- _PROBLEM REQUIREMENTS_: From the data below, give the number of lines holding the word "Duration", with nothing else added.

- _Excerpts from a dataset_:
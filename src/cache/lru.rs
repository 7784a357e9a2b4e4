//! Recency List Module
//!
//! Owns every cache item: a key lookup map plus an intrusive doubly linked
//! list stored in an arena, so touch, insert and remove are all O(1).

use std::collections::HashMap;
use std::hash::Hash;

use generational_arena::{Arena, Index};

use crate::cache::CacheItem;

#[derive(Debug)]
struct Node<K, V> {
    item: CacheItem<K, V>,
    prev: Option<Index>,
    next: Option<Index>,
}

// == Recency List ==
/// Items ordered by last touch.
///
/// - Head = Most recently used
/// - Tail = Least recently used
#[derive(Debug)]
pub struct RecencyList<K, V> {
    nodes: Arena<Node<K, V>>,
    lookup: HashMap<K, Index>,
    head: Option<Index>,
    tail: Option<Index>,
}

impl<K: Eq + Hash + Clone, V> RecencyList<K, V> {
    // == Constructor ==
    /// Creates a new empty list.
    pub fn new() -> Self {
        Self {
            nodes: Arena::new(),
            lookup: HashMap::new(),
            head: None,
            tail: None,
        }
    }

    // Detaches a node from its neighbours without freeing it.
    fn unlink(&mut self, index: Index) {
        let (prev, next) = {
            let node = &self.nodes[index];
            (node.prev, node.next)
        };

        match prev {
            Some(prev) => self.nodes[prev].next = next,
            None => self.head = next,
        }
        match next {
            Some(next) => self.nodes[next].prev = prev,
            None => self.tail = prev,
        }
    }

    fn link_front(&mut self, index: Index) {
        let old_head = self.head;
        {
            let node = &mut self.nodes[index];
            node.prev = None;
            node.next = old_head;
        }
        if let Some(old_head) = old_head {
            self.nodes[old_head].prev = Some(index);
        }
        self.head = Some(index);
        if self.tail.is_none() {
            self.tail = Some(index);
        }
    }

    // == Push Front ==
    /// Inserts a new item as the most recently used.
    ///
    /// Replaces (and returns) any item already stored under the same key.
    pub fn push_front(&mut self, item: CacheItem<K, V>) -> Option<CacheItem<K, V>> {
        let previous = self.remove(&item.key);
        let key = item.key.clone();
        let index = self.nodes.insert(Node {
            item,
            prev: None,
            next: None,
        });
        self.lookup.insert(key, index);
        self.link_front(index);
        previous
    }

    // == Touch ==
    /// Moves a key to the front and returns its item for in-place updates.
    pub fn touch(&mut self, key: &K) -> Option<&mut CacheItem<K, V>> {
        let index = *self.lookup.get(key)?;
        if self.head != Some(index) {
            self.unlink(index);
            self.link_front(index);
        }
        Some(&mut self.nodes[index].item)
    }

    // == Get ==
    /// Returns an item without changing its position.
    #[cfg(test)]
    pub(crate) fn get(&self, key: &K) -> Option<&CacheItem<K, V>> {
        let index = *self.lookup.get(key)?;
        Some(&self.nodes[index].item)
    }

    // == Get Mut ==
    /// Returns a mutable item without changing its position.
    pub fn get_mut(&mut self, key: &K) -> Option<&mut CacheItem<K, V>> {
        let index = *self.lookup.get(key)?;
        Some(&mut self.nodes[index].item)
    }

    // == Remove ==
    /// Removes a key and returns its item.
    pub fn remove(&mut self, key: &K) -> Option<CacheItem<K, V>> {
        let index = self.lookup.remove(key)?;
        self.unlink(index);
        self.nodes.remove(index).map(|node| node.item)
    }

    // == Peek Back ==
    /// Returns the least recently used item without removing it.
    pub fn peek_back(&self) -> Option<&CacheItem<K, V>> {
        self.tail.map(|index| &self.nodes[index].item)
    }

    // == Pop Back ==
    /// Removes and returns the least recently used item.
    #[cfg(test)]
    pub(crate) fn pop_back(&mut self) -> Option<CacheItem<K, V>> {
        let key = self.peek_back()?.key.clone();
        self.remove(&key)
    }

    // == Contains ==
    pub fn contains(&self, key: &K) -> bool {
        self.lookup.contains_key(key)
    }

    // == Keys ==
    /// Snapshot of all keys in map order (not recency order).
    pub fn keys(&self) -> Vec<K> {
        self.lookup.keys().cloned().collect()
    }

    /// Mutable access to every item, in no particular order.
    pub fn items_mut(&mut self) -> impl Iterator<Item = &mut CacheItem<K, V>> {
        self.nodes.iter_mut().map(|(_, node)| &mut node.item)
    }

    // == Clear ==
    pub fn clear(&mut self) {
        self.nodes.clear();
        self.lookup.clear();
        self.head = None;
        self.tail = None;
    }

    // == Length ==
    pub fn len(&self) -> usize {
        self.lookup.len()
    }

    // == Is Empty ==
    pub fn is_empty(&self) -> bool {
        self.lookup.is_empty()
    }

    // Keys from head to tail.
    #[cfg(test)]
    pub(crate) fn keys_in_order(&self) -> Vec<K> {
        let mut keys = Vec::with_capacity(self.len());
        let mut current = self.head;
        while let Some(index) = current {
            keys.push(self.nodes[index].item.key.clone());
            current = self.nodes[index].next;
        }
        keys
    }
}

impl<K: Eq + Hash + Clone, V> Default for RecencyList<K, V> {
    fn default() -> Self {
        Self::new()
    }
}

// == Unit Tests ==
#[cfg(test)]
mod tests {
    use super::*;
    use std::time::Duration;
    use tokio::time::Instant;

    fn item(key: &'static str) -> CacheItem<&'static str, u32> {
        CacheItem::new(key, 0, Duration::ZERO, false, Instant::now())
    }

    fn list_of(keys: &[&'static str]) -> RecencyList<&'static str, u32> {
        let mut list = RecencyList::new();
        for key in keys {
            list.push_front(item(key));
        }
        list
    }

    #[test]
    fn test_list_new() {
        let list: RecencyList<&str, u32> = RecencyList::new();
        assert!(list.is_empty());
        assert_eq!(list.len(), 0);
        assert!(list.peek_back().is_none());
    }

    #[test]
    fn test_push_front_orders_newest_first() {
        let list = list_of(&["key1", "key2", "key3"]);

        assert_eq!(list.len(), 3);
        assert_eq!(list.keys_in_order(), vec!["key3", "key2", "key1"]);
        assert_eq!(list.peek_back().map(|i| i.key), Some("key1"));
    }

    #[test]
    fn test_push_front_existing_key_replaces() {
        let mut list = list_of(&["a", "b"]);

        let item = CacheItem::new("a", 9, Duration::ZERO, true, Instant::now());
        let previous = list.push_front(item);
        assert_eq!(previous.map(|i| i.value), Some(0));
        assert_eq!(list.len(), 2);
        assert_eq!(list.keys_in_order(), vec!["a", "b"]);
        assert_eq!(list.get_mut(&"a").map(|i| i.value), Some(9));
    }

    #[test]
    fn test_touch_moves_to_front() {
        let mut list = list_of(&["a", "b", "c"]);

        list.touch(&"a");
        assert_eq!(list.keys_in_order(), vec!["a", "c", "b"]);

        // Touching the head is a no-op on order
        list.touch(&"a");
        assert_eq!(list.keys_in_order(), vec!["a", "c", "b"]);

        // Touching the middle
        list.touch(&"c");
        assert_eq!(list.keys_in_order(), vec!["c", "a", "b"]);
        assert_eq!(list.peek_back().map(|i| i.key), Some("b"));
    }

    #[test]
    fn test_touch_missing_key() {
        let mut list = list_of(&["a"]);
        assert!(list.touch(&"zzz").is_none());
        assert_eq!(list.len(), 1);
    }

    #[test]
    fn test_pop_back_in_lru_order() {
        let mut list = list_of(&["a", "b", "c"]);
        list.touch(&"a");

        assert_eq!(list.pop_back().map(|i| i.key), Some("b"));
        assert_eq!(list.pop_back().map(|i| i.key), Some("c"));
        assert_eq!(list.pop_back().map(|i| i.key), Some("a"));
        assert!(list.pop_back().is_none());
        assert!(list.is_empty());
    }

    #[test]
    fn test_remove_middle_head_and_tail() {
        let mut list = list_of(&["a", "b", "c", "d"]);

        assert!(list.remove(&"b").is_some());
        assert_eq!(list.keys_in_order(), vec!["d", "c", "a"]);

        assert!(list.remove(&"d").is_some());
        assert_eq!(list.keys_in_order(), vec!["c", "a"]);

        assert!(list.remove(&"a").is_some());
        assert_eq!(list.keys_in_order(), vec!["c"]);
        assert_eq!(list.peek_back().map(|i| i.key), Some("c"));

        assert!(list.remove(&"nonexistent").is_none());
        assert_eq!(list.len(), 1);
    }

    #[test]
    fn test_keys_and_clear() {
        let mut list = list_of(&["a", "b", "c"]);

        let mut keys = list.keys();
        keys.sort();
        assert_eq!(keys, vec!["a", "b", "c"]);

        list.clear();
        assert!(list.is_empty());
        assert!(list.keys_in_order().is_empty());

        // Usable after clear
        list.push_front(item("x"));
        assert_eq!(list.keys_in_order(), vec!["x"]);
    }
}
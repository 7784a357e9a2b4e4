//! Background Tasks Module
//!
//! Contains the work the cache runs outside the caller's task.
//!
//! # Tasks
//! - Dispatcher: runs backing-store write/delete callbacks
//! - Eviction: periodically runs an eviction pass

mod dispatcher;
mod eviction;

pub use dispatcher::Dispatcher;
pub use eviction::spawn_eviction_task;
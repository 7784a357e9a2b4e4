//! Background Job Dispatcher
//!
//! Runs backing-store write/delete callbacks as independent tokio tasks and
//! keeps count of how many are still outstanding.

use std::fmt::Debug;
use std::sync::Arc;

use tokio::sync::{watch, OwnedSemaphorePermit, Semaphore};
use tracing::{debug, error};

use crate::cache::backing::Job;
use crate::config::Backpressure;
use crate::error::{CacheError, Result};

// == Dispatcher ==
/// Fire-and-forget executor for [`Job`]s with an optional concurrency cap.
#[derive(Debug)]
pub struct Dispatcher {
    /// None = unbounded
    permits: Option<Arc<Semaphore>>,
    backpressure: Backpressure,
    /// Number of jobs scheduled but not yet finished
    pending: Arc<watch::Sender<usize>>,
}

impl Dispatcher {
    // == Constructor ==
    /// Creates a dispatcher allowing `max_in_flight` concurrent jobs (0 = unbounded).
    pub fn new(max_in_flight: usize, backpressure: Backpressure) -> Self {
        let (pending, _) = watch::channel(0);
        Self {
            permits: (max_in_flight > 0).then(|| Arc::new(Semaphore::new(max_in_flight))),
            backpressure,
            pending: Arc::new(pending),
        }
    }

    // == Dispatch ==
    /// Schedules a job on its own task without suspending the caller.
    ///
    /// Must be called from within a tokio runtime. The concurrency cap bounds
    /// running callbacks, not scheduling: under [`Backpressure::Block`] the
    /// job is queued on its task until a slot frees up; under
    /// [`Backpressure::Reject`] a full dispatcher returns
    /// [`CacheError::Saturated`] and the job is dropped.
    pub fn dispatch<K, V>(&self, job: Job<K, V>) -> Result<()>
    where
        K: Debug + Send + 'static,
        V: Send + 'static,
    {
        let slot = self.reserve(&job)?;

        self.pending.send_modify(|count| *count += 1);
        debug!(kind = job.kind(), key = ?job.key(), "Scheduled background job");

        let pending = self.pending.clone();
        tokio::spawn(async move {
            let kind = job.kind();
            match slot.acquire().await {
                Ok(permit) => {
                    if let Err(err) = tokio::task::spawn_blocking(move || job.run()).await {
                        error!(kind, error = %err, "Background job failed");
                    }
                    pending.send_modify(|count| *count -= 1);
                    drop(permit);
                }
                Err(err) => {
                    error!(kind, error = %err, "Background job dropped");
                    pending.send_modify(|count| *count -= 1);
                }
            }
        });

        Ok(())
    }

    /// Claims a slot for `job` without waiting.
    fn reserve<K: Debug, V>(&self, job: &Job<K, V>) -> Result<Slot> {
        let Some(permits) = &self.permits else {
            return Ok(Slot::Unbounded);
        };

        match self.backpressure {
            Backpressure::Block => Ok(Slot::Queued(permits.clone())),
            Backpressure::Reject => permits
                .clone()
                .try_acquire_owned()
                .map(Slot::Held)
                .map_err(|_| {
                    CacheError::Saturated(format!("{} job for {:?} refused", job.kind(), job.key()))
                }),
        }
    }

    // == Pending ==
    /// Returns the number of jobs not yet finished.
    pub fn pending(&self) -> usize {
        *self.pending.borrow()
    }

    // == Wait Idle ==
    /// Waits until no jobs are outstanding.
    ///
    /// Jobs scheduled after this returns are not waited for. A callback that
    /// never returns keeps this waiting forever.
    pub async fn wait_idle(&self) {
        let mut rx = self.pending.subscribe();
        // The sender lives in self, so the channel cannot close here
        let _ = rx.wait_for(|count| *count == 0).await;
    }
}

/// A job's claim on the concurrency cap.
enum Slot {
    Unbounded,
    /// Permit taken at dispatch time
    Held(OwnedSemaphorePermit),
    /// Permit taken by the job's task before it runs
    Queued(Arc<Semaphore>),
}

impl Slot {
    async fn acquire(self) -> Result<Option<OwnedSemaphorePermit>> {
        match self {
            Slot::Unbounded => Ok(None),
            Slot::Held(permit) => Ok(Some(permit)),
            Slot::Queued(permits) => permits
                .acquire_owned()
                .await
                .map(Some)
                .map_err(|_| CacheError::Saturated("dispatcher closed".to_string())),
        }
    }
}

- _RESULT_: 3